For the past couple months a team of designers has been neck deep in user research and exercises designed to help us absorb and synthesize everything we’ve learned. We started from curiosity: how can we better solve the problems small business owners are facing?
We got the chance to talk with over 30 small business owners to gain a better understanding of how these folks operate. How they think. The goal of all of this was to dive deeper than we ever have, to fully immerse ourselves in their world and understand the problems they face.
Previously when conducting research, the typical process I experienced was to recruit existing WordPress.com users. It makes sense on the surface. We want to learn how to make our product better for our users, so we talk to those people who are familiar with how things work and could be better. But there’s a pitfall hidden in that line of thinking. When you only ever talk to a certain subset of people you miss out on a wider variety of viewpoints.
At Automattic we’ve all been working toward drafting up design principles. Foundational principles that create a shared language and process to make more consistent experiences for customers while keeping in step with developers and Happiness Engineers. One of those principles is about learning and curiosity.
Start from curiosity. Welcome and seek out difference.
For this round of research, we recruited small business owners from all walks of life. Some were trying to build a business while grinding out their full-time day job. Others were happy that their full-time job was their business and passion. A number of the people we talked to had heard of WordPress, many had not. A few had used it, many had not. Most either used competitors of nothing at all. Even still, their website was only a small focus of our conversations. Much more time was spent on learning about how they work, what other tools they use, the problems they have outside of a website.

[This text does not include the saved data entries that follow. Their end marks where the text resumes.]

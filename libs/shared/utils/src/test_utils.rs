use std::sync::Arc;

use axum::{body::Body, http::Request, response::Response};
use chrono::{DateTime, Duration, Timelike, Utc};
use serde_json::Value;

use shared_config::AppConfig;
use shared_database::{AppState, ClinicStore, MemoryStore};
use shared_models::{Doctor, NewDoctor, NewPatient, Patient};

/// In-memory clinic for handler and service tests.
pub struct TestClinic {
    pub store: MemoryStore,
    pub state: Arc<AppState>,
}

impl Default for TestClinic {
    fn default() -> Self {
        Self::with_store(MemoryStore::new())
    }
}

impl TestClinic {
    pub fn with_store(store: MemoryStore) -> Self {
        let state = Arc::new(AppState::new(AppConfig::default(), Arc::new(store.clone())));
        Self { store, state }
    }

    pub async fn patient(&self, email: &str) -> Patient {
        self.store
            .insert_patient(TestData::new_patient(email))
            .await
            .expect("seed patient")
    }

    pub async fn doctor(&self, full_name: &str) -> Doctor {
        self.store
            .insert_doctor(TestData::new_doctor(full_name, true))
            .await
            .expect("seed doctor")
    }

    pub async fn inactive_doctor(&self, full_name: &str) -> Doctor {
        self.store
            .insert_doctor(TestData::new_doctor(full_name, false))
            .await
            .expect("seed doctor")
    }
}

pub struct TestData;

impl TestData {
    pub fn new_patient(email: &str) -> NewPatient {
        NewPatient {
            first_name: "John".to_string(),
            last_name: "Doe".to_string(),
            email: email.to_string(),
            phone_number: "9876543210".to_string(),
        }
    }

    pub fn new_doctor(full_name: &str, is_active: bool) -> NewDoctor {
        NewDoctor {
            full_name: full_name.to_string(),
            specialization: "Diagnostics".to_string(),
            is_active,
        }
    }

    /// `days_ahead` days from now at `hour:minute` UTC.
    pub fn future_slot(days_ahead: i64, hour: u32, minute: u32) -> DateTime<Utc> {
        (Utc::now() + Duration::days(days_ahead))
            .with_hour(hour)
            .and_then(|t| t.with_minute(minute))
            .and_then(|t| t.with_second(0))
            .and_then(|t| t.with_nanosecond(0))
            .expect("valid wall clock time")
    }
}

pub fn json_request(method: &str, uri: &str, body: &Value) -> Request<Body> {
    Request::builder()
        .method(method)
        .uri(uri)
        .header("content-type", "application/json")
        .body(Body::from(body.to_string()))
        .expect("valid request")
}

pub fn get_request(uri: &str) -> Request<Body> {
    Request::builder()
        .method("GET")
        .uri(uri)
        .body(Body::empty())
        .expect("valid request")
}

pub async fn read_json(response: Response) -> Value {
    let bytes = axum::body::to_bytes(response.into_body(), usize::MAX)
        .await
        .expect("readable body");
    serde_json::from_slice(&bytes).expect("json body")
}
use axum::{
    http::StatusCode,
    response::{IntoResponse, Response},
    Json,
};
use serde_json::json;
use thiserror::Error;

#[derive(Error, Debug)]
pub enum AppError {
    #[error("Not Found: {0}")]
    NotFound(String),

    #[error("Bad Request: {0}")]
    BadRequest(String),

    #[error("Internal Server Error: {0}")]
    Internal(String),

    #[error("Database error: {0}")]
    Database(String),

    #[error("Validation error: {0}")]
    ValidationError(String),

    #[error("Conflict: {0}")]
    Conflict(String),
}

impl AppError {
    pub fn status_code(&self) -> StatusCode {
        match self {
            AppError::NotFound(_) => StatusCode::NOT_FOUND,
            AppError::BadRequest(_) => StatusCode::BAD_REQUEST,
            AppError::Internal(_) => StatusCode::INTERNAL_SERVER_ERROR,
            AppError::Database(_) => StatusCode::INTERNAL_SERVER_ERROR,
            AppError::ValidationError(_) => StatusCode::UNPROCESSABLE_ENTITY,
            AppError::Conflict(_) => StatusCode::CONFLICT,
        }
    }

    fn message(&self) -> &str {
        match self {
            AppError::NotFound(msg)
            | AppError::BadRequest(msg)
            | AppError::Internal(msg)
            | AppError::Database(msg)
            | AppError::ValidationError(msg)
            | AppError::Conflict(msg) => msg,
        }
    }
}

impl IntoResponse for AppError {
    fn into_response(self) -> Response {
        let status = self.status_code();
        let message = self.message();

        if status.is_server_error() {
            tracing::error!("Error: {}: {}", status, message);
        } else {
            tracing::warn!("Request rejected: {}: {}", status, message);
        }

        let body = Json(json!({
            "error": message
        }));

        (status, body).into_response()
    }
}
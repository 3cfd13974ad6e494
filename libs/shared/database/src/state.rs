use std::sync::Arc;

use tracing::info;

use shared_config::{AppConfig, StoreBackend};

use crate::memory::MemoryStore;
use crate::store::{ClinicStore, StoreError};
use crate::supabase::SupabaseStore;

/// Handles shared by every route. Built once in `main` and passed down.
pub struct AppState {
    pub config: Arc<AppConfig>,
    pub store: Arc<dyn ClinicStore>,
}

impl AppState {
    pub fn new(config: AppConfig, store: Arc<dyn ClinicStore>) -> Self {
        Self {
            config: Arc::new(config),
            store,
        }
    }

    /// Default config over a fresh in-memory store.
    pub fn in_memory() -> Self {
        Self::new(AppConfig::default(), Arc::new(MemoryStore::new()))
    }
}

/// Open the configured backend and verify it answers.
pub async fn open_store(config: &AppConfig) -> Result<Arc<dyn ClinicStore>, StoreError> {
    let store: Arc<dyn ClinicStore> = match config.store_backend {
        StoreBackend::Memory => Arc::new(MemoryStore::new()),
        StoreBackend::Supabase => {
            if !config.is_configured() {
                return Err(StoreError::Backend(
                    "SUPABASE_URL and SUPABASE_ANON_PUBLIC_KEY are required for the supabase store".to_string(),
                ));
            }
            Arc::new(SupabaseStore::new(config))
        }
    };

    store.health_check().await?;
    info!("Opened {} store", store.backend_name());

    Ok(store)
}

#[cfg(test)]
mod tests {
    use super::*;
    use assert_matches::assert_matches;

    #[tokio::test]
    async fn test_open_memory_store() {
        let store = open_store(&AppConfig::default()).await.unwrap();
        assert_eq!(store.backend_name(), "memory");
    }

    #[tokio::test]
    async fn test_supabase_store_requires_configuration() {
        let config = AppConfig {
            store_backend: StoreBackend::Supabase,
            ..AppConfig::default()
        };

        assert_matches!(open_store(&config).await.err(), Some(StoreError::Backend(_)));
    }
}
//! Discriminates handshake frame types.

/// Identifies the type of a handshake frame.
#[derive(Clone, Copy, Debug, PartialEq, Eq)]
pub enum HandshakeKind {
  /// Initial offer sent when establishing an association.
  Offer,
  /// Acceptance sent in response to an offer.
  Accept,
  /// Rejection sent in response to an offer.
  Reject,
}

impl HandshakeKind {
  /// Encodes the kind into the wire tag byte.
  #[must_use]
  pub const fn to_wire(self) -> u8 {
    match self {
      | Self::Offer => 0x01,
      | Self::Accept => 0x02,
      | Self::Reject => 0x03,
    }
  }

  /// Restores the handshake kind from the wire tag byte.
  #[must_use]
  pub const fn from_wire(value: u8) -> Option<Self> {
    match value {
      | 0x01 => Some(Self::Offer),
      | 0x02 => Some(Self::Accept),
      | 0x03 => Some(Self::Reject),
      | _ => None,
    }
  }
}
//! Endpoint identity combined with the process incarnation tag.


use alloc::vec::Vec;
use core::fmt;

use crate::core::{
  node::Node,
  node_id::NodeId,
  wire_error::WireError,
  wire_format::{read_nonempty_str, read_u16, read_u32, write_str, write_u16, write_u32},
};

/// A network endpoint together with the incarnation tag of the process
/// listening on it.
///
/// Equality considers all five fields. A restarted process on the same
/// endpoint produces a different `UniqueNode` and is treated as a distinct
/// peer. The derived ordering (protocol, system name, host, port, nid) is
/// the composite comparison used for handshake tie-breaking.
#[derive(Clone, Debug, PartialEq, Eq, PartialOrd, Ord, Hash)]
pub struct UniqueNode {
  node: Node,
  nid:  NodeId,
}

impl UniqueNode {
  /// Creates a unique node from its endpoint and incarnation tag.
  #[must_use]
  pub const fn new(node: Node, nid: NodeId) -> Self {
    Self { node, nid }
  }

  /// Returns the network endpoint.
  #[must_use]
  pub const fn node(&self) -> &Node {
    &self.node
  }

  /// Returns the incarnation tag.
  #[must_use]
  pub const fn nid(&self) -> NodeId {
    self.nid
  }

  /// Returns `true` when `other` reuses this endpoint under a different
  /// incarnation tag.
  #[must_use]
  pub fn is_other_incarnation_of(&self, other: &Self) -> bool {
    self.node == other.node && self.nid != other.nid
  }

  /// Appends the wire encoding: the ordered five-tuple of protocol, system
  /// name, host, port and nid.
  pub fn encode_into(&self, buffer: &mut Vec<u8>) {
    write_str(buffer, self.node.protocol());
    write_str(buffer, self.node.system_name());
    write_str(buffer, self.node.host());
    write_u16(buffer, self.node.port());
    write_u32(buffer, self.nid.value());
  }

  /// Decodes a unique node starting at `cursor`.
  ///
  /// # Errors
  ///
  /// Returns [`WireError`] when a field is truncated, empty, or the port is
  /// out of range.
  pub fn decode(bytes: &[u8], cursor: &mut usize) -> Result<Self, WireError> {
    let protocol = read_nonempty_str(bytes, cursor, "protocol")?;
    let system_name = read_nonempty_str(bytes, cursor, "system_name")?;
    let host = read_nonempty_str(bytes, cursor, "host")?;
    let port = read_u16(bytes, cursor)?;
    if port == 0 {
      return Err(WireError::InvalidPort);
    }
    let nid = NodeId::new(read_u32(bytes, cursor)?);
    Ok(Self::new(Node::new(system_name, host, port).with_protocol(protocol), nid))
  }
}

impl fmt::Display for UniqueNode {
  fn fmt(&self, f: &mut fmt::Formatter<'_>) -> fmt::Result {
    write!(f, "{}#{}", self.node, self.nid)
  }
}
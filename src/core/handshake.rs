//! Handshake protocol establishing associations.

mod error;
mod frame;
mod kind;
mod reject_reason;
mod state;
#[cfg(test)]
mod tests;

pub use error::HandshakeError;
pub use frame::HandshakeFrame;
pub use kind::HandshakeKind;
pub use reject_reason::RejectReason;
pub use state::{HandshakeState, HandshakeStateMachine, NegotiatedHandshake};
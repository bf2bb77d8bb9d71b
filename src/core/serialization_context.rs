//! Ambient knowledge threaded explicitly through the codec.

use crate::core::unique_node::UniqueNode;

/// Serialization-time knowledge about the local node.
///
/// The context is passed as an explicit parameter rather than ambient state,
/// so callers that hold one can encode node-less addresses infallibly.
#[derive(Clone, Debug, PartialEq, Eq)]
pub struct SerializationContext {
  local_node: UniqueNode,
}

impl SerializationContext {
  /// Creates a context for the given local node.
  #[must_use]
  pub const fn new(local_node: UniqueNode) -> Self {
    Self { local_node }
  }

  /// Returns the local node substituted into node-less addresses.
  #[must_use]
  pub const fn local_node(&self) -> &UniqueNode {
    &self.local_node
  }
}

This approach was new and different to me. It felt more like a casual conversation to learn about the people, not the product. People that were vastly different than the typical group I’ve spoken to in the past. I feel like I learned a lot more and gained a broader perspective of the small business owner way of life beyond just how they use WordPress.
Thinking like a small business owner has almost become second nature to me. The small business owner lens is crystal clear where it once was quite out of focus. And I’m excited to run with that and create products that solve some of the problems we learned about by diverging and seeking out difference in the people we talk to.